Exercise brief: Your answer should be the lines of the data below that contain "FromStr".

Information given:
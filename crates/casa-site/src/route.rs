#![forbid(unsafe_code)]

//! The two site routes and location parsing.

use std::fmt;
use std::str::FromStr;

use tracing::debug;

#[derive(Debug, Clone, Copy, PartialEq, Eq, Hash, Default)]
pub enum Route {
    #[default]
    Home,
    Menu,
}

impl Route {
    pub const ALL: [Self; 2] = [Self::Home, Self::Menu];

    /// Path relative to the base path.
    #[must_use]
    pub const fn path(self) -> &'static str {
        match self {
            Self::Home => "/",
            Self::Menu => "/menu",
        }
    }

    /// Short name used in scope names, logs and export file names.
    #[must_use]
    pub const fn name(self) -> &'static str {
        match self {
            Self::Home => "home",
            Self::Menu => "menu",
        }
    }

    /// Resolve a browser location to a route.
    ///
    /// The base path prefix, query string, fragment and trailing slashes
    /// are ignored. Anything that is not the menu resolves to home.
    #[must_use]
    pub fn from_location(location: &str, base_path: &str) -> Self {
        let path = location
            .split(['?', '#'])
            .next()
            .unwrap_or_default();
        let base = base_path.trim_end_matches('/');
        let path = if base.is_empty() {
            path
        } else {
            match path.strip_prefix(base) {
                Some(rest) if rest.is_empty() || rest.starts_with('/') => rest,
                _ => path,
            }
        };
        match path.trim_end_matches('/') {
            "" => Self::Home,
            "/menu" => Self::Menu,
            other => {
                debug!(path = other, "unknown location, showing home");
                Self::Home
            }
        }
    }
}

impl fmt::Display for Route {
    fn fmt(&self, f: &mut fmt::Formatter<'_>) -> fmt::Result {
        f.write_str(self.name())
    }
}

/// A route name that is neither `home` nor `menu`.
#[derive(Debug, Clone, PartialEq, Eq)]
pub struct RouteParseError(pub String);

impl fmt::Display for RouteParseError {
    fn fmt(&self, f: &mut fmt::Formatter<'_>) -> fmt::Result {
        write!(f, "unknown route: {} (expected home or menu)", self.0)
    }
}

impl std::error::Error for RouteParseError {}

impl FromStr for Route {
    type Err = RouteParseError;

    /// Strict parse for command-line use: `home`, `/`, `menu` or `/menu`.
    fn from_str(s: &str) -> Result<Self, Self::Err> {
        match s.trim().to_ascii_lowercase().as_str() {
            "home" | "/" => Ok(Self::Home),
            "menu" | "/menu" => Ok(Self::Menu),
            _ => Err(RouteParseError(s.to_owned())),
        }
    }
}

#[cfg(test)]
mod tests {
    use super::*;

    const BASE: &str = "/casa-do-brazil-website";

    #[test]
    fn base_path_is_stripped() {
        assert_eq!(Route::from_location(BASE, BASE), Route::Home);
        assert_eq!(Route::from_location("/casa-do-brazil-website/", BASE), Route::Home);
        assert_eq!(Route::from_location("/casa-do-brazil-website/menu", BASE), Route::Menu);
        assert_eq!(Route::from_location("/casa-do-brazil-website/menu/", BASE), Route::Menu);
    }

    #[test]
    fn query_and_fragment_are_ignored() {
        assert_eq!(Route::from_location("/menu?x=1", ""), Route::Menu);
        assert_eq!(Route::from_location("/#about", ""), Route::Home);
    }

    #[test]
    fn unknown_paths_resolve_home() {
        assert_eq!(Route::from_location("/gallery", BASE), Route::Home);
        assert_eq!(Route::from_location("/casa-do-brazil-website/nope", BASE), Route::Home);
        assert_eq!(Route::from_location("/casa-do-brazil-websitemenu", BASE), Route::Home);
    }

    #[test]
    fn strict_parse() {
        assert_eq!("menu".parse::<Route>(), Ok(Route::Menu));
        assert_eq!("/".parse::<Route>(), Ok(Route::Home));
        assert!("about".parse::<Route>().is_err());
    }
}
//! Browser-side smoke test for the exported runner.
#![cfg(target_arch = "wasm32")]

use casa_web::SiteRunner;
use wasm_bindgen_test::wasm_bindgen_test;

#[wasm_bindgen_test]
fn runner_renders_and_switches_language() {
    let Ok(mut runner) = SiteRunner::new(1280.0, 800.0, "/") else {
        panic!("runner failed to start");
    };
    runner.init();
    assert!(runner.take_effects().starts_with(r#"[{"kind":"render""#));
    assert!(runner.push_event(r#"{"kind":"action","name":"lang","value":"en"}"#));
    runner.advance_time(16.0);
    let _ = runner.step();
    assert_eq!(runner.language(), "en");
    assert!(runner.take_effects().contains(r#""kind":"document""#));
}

...

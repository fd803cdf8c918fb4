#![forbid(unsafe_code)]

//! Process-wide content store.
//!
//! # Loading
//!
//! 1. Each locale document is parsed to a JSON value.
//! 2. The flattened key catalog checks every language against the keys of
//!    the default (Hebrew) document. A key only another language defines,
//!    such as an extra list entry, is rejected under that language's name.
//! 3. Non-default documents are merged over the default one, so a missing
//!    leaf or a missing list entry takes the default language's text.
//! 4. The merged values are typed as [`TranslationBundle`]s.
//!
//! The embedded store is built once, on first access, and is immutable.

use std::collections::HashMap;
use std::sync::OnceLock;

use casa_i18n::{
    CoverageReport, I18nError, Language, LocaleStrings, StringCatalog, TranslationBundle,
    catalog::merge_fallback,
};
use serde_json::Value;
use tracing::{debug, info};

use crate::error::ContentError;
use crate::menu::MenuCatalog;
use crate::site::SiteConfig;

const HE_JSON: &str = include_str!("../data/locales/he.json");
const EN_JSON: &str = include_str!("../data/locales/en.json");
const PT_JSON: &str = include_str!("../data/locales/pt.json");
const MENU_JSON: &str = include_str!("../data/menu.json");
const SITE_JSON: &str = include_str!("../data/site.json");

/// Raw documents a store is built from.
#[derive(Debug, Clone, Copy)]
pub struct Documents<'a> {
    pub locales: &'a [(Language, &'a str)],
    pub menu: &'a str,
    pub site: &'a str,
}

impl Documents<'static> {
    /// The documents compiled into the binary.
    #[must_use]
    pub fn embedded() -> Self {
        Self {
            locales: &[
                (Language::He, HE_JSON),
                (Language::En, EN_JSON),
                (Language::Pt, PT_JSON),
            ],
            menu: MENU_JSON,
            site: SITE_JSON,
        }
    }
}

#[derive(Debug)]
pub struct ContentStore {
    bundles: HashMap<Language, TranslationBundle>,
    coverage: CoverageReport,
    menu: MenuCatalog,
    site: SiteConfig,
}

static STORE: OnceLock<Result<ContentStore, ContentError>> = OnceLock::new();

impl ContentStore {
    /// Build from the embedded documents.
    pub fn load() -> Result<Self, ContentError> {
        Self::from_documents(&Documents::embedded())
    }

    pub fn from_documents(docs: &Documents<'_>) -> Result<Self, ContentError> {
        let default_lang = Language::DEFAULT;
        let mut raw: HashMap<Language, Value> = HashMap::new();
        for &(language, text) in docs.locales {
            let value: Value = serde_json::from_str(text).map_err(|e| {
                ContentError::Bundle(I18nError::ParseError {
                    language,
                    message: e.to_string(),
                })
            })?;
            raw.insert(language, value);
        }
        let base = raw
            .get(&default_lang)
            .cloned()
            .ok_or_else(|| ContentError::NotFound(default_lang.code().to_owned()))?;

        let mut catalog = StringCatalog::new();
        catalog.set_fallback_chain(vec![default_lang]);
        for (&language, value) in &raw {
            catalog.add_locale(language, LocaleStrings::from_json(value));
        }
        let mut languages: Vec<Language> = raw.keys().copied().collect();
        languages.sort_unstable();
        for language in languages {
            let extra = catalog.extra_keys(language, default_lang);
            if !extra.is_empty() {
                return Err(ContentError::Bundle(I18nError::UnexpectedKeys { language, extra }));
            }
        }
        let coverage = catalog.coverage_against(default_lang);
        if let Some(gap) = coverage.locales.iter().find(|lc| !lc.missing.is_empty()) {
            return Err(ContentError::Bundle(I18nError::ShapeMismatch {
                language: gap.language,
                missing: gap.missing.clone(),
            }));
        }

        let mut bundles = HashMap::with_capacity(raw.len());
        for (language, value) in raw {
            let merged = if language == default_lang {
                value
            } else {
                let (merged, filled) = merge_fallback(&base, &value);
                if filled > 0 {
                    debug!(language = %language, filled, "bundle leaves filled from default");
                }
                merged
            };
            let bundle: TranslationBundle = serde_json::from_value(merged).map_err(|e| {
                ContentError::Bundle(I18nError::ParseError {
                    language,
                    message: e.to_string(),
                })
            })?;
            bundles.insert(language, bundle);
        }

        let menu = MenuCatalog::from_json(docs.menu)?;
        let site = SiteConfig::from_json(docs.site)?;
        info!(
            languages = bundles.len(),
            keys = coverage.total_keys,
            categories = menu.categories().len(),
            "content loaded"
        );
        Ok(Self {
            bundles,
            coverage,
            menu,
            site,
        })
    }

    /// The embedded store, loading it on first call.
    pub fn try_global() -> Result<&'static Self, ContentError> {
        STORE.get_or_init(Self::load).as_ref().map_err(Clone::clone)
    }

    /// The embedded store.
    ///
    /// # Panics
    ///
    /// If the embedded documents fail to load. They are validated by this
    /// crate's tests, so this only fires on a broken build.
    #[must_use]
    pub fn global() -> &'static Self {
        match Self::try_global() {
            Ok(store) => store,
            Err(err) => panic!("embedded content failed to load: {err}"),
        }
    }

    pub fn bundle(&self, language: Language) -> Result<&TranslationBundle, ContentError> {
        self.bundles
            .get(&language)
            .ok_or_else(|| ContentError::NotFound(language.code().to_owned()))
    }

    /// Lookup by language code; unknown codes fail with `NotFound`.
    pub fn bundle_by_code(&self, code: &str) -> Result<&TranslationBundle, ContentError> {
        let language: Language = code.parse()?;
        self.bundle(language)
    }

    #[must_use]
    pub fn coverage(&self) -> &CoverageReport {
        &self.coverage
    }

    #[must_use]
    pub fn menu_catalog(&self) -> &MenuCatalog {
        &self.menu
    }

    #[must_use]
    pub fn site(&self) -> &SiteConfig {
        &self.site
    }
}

Solved exercise:
use std::str::FromStr;
impl FromStr for Route {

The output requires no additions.